Aim of the exercise: When you find the line with "pub enum QualityPreset" among the records below, reproduce it and each line after it exactly, ending with the line with "const STORAGE_KEY: &'static".

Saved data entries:

>>>>

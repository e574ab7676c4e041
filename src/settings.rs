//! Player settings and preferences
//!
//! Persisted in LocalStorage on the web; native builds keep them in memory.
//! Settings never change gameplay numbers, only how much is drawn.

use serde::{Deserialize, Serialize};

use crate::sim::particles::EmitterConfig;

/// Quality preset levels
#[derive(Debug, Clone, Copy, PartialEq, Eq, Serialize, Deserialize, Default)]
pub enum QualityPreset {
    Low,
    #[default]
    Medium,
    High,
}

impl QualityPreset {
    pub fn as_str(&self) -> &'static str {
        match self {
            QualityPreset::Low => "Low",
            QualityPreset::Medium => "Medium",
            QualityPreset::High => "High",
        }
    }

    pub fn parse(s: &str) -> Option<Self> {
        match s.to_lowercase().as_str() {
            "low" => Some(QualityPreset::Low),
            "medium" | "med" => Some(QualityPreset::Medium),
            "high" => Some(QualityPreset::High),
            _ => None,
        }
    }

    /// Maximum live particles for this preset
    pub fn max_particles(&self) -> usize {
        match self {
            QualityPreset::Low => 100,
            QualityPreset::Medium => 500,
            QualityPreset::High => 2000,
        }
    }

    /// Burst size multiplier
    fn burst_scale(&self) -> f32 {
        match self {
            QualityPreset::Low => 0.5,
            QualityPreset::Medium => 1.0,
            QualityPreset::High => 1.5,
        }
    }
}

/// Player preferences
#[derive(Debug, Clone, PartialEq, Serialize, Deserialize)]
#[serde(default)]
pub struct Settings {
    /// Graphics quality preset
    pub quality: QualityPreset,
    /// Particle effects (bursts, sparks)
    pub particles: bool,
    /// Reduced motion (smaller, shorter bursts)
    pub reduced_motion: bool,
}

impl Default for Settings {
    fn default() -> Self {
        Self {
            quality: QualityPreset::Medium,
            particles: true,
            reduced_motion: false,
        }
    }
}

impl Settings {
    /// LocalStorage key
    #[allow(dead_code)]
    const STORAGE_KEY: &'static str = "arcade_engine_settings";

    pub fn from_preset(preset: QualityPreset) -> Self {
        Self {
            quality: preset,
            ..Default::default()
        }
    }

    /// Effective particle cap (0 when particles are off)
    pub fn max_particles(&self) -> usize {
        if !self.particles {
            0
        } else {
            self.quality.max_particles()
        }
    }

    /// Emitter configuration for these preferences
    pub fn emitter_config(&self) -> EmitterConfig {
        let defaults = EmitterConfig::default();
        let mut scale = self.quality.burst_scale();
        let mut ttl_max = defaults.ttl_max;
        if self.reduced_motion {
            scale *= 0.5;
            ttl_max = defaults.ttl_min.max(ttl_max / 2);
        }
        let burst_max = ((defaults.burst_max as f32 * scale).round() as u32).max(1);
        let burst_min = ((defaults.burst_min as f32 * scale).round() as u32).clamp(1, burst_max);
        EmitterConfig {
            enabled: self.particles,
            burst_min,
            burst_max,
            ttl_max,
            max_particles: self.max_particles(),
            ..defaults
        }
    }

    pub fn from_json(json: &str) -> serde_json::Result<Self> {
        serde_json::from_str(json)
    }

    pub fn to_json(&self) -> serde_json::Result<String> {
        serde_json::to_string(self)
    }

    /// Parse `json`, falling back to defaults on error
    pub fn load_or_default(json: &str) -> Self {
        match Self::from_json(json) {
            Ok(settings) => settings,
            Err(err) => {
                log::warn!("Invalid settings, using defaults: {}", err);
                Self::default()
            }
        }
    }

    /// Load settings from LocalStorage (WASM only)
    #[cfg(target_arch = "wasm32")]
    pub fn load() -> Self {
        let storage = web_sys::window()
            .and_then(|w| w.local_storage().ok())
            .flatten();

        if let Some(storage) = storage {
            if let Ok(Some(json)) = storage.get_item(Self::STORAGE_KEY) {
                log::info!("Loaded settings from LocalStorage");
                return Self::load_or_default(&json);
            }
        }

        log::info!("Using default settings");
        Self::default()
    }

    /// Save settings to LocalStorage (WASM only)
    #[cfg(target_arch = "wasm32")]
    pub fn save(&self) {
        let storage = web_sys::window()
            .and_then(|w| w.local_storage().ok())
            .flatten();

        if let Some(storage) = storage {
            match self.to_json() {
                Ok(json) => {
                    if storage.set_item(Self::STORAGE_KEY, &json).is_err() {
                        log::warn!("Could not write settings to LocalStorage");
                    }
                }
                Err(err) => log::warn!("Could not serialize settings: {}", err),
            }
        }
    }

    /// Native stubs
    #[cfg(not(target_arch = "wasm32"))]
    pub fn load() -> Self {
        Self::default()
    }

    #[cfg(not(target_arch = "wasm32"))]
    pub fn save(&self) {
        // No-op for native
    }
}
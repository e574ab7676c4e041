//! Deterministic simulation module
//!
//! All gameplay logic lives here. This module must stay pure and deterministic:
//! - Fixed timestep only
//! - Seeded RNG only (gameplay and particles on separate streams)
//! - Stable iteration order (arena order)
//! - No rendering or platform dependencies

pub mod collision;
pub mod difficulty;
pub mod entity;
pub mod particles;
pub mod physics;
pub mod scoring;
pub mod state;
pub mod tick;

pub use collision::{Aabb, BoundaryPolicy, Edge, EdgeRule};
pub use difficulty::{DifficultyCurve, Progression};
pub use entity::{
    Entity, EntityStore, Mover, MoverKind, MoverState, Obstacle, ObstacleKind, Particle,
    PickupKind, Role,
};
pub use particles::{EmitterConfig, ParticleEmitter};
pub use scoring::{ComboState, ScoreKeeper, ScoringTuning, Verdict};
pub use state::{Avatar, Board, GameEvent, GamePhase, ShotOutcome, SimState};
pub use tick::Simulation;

<<<<

Written response:
pub enum QualityPreset {
    Low,
    #[default]
    Medium,
    High,
}

impl QualityPreset {
    pub fn as_str(&self) -> &'static str {
        match self {
            QualityPreset::Low => "Low",
            QualityPreset::Medium => "Medium",
            QualityPreset::High => "High",
        }
    }

    pub fn parse(s: &str) -> Option<Self> {
        match s.to_lowercase().as_str() {
            "low" => Some(QualityPreset::Low),
            "medium" | "med" => Some(QualityPreset::Medium),
            "high" => Some(QualityPreset::High),
            _ => None,
        }
    }

    /// Maximum live particles for this preset
    pub fn max_particles(&self) -> usize {
        match self {
            QualityPreset::Low => 100,
            QualityPreset::Medium => 500,
            QualityPreset::High => 2000,
        }
    }

    /// Burst size multiplier
    fn burst_scale(&self) -> f32 {
        match self {
            QualityPreset::Low => 0.5,
            QualityPreset::Medium => 1.0,
            QualityPreset::High => 1.5,
        }
    }
}

/// Player preferences
#[derive(Debug, Clone, PartialEq, Serialize, Deserialize)]
#[serde(default)]
pub struct Settings {
    /// Graphics quality preset
    pub quality: QualityPreset,
    /// Particle effects (bursts, sparks)
    pub particles: bool,
    /// Reduced motion (smaller, shorter bursts)
    pub reduced_motion: bool,
}

impl Default for Settings {
    fn default() -> Self {
        Self {
            quality: QualityPreset::Medium,
            particles: true,
            reduced_motion: false,
        }
    }
}

impl Settings {
    /// LocalStorage key
    #[allow(dead_code)]
    const STORAGE_KEY: &'static str = "arcade_engine_settings";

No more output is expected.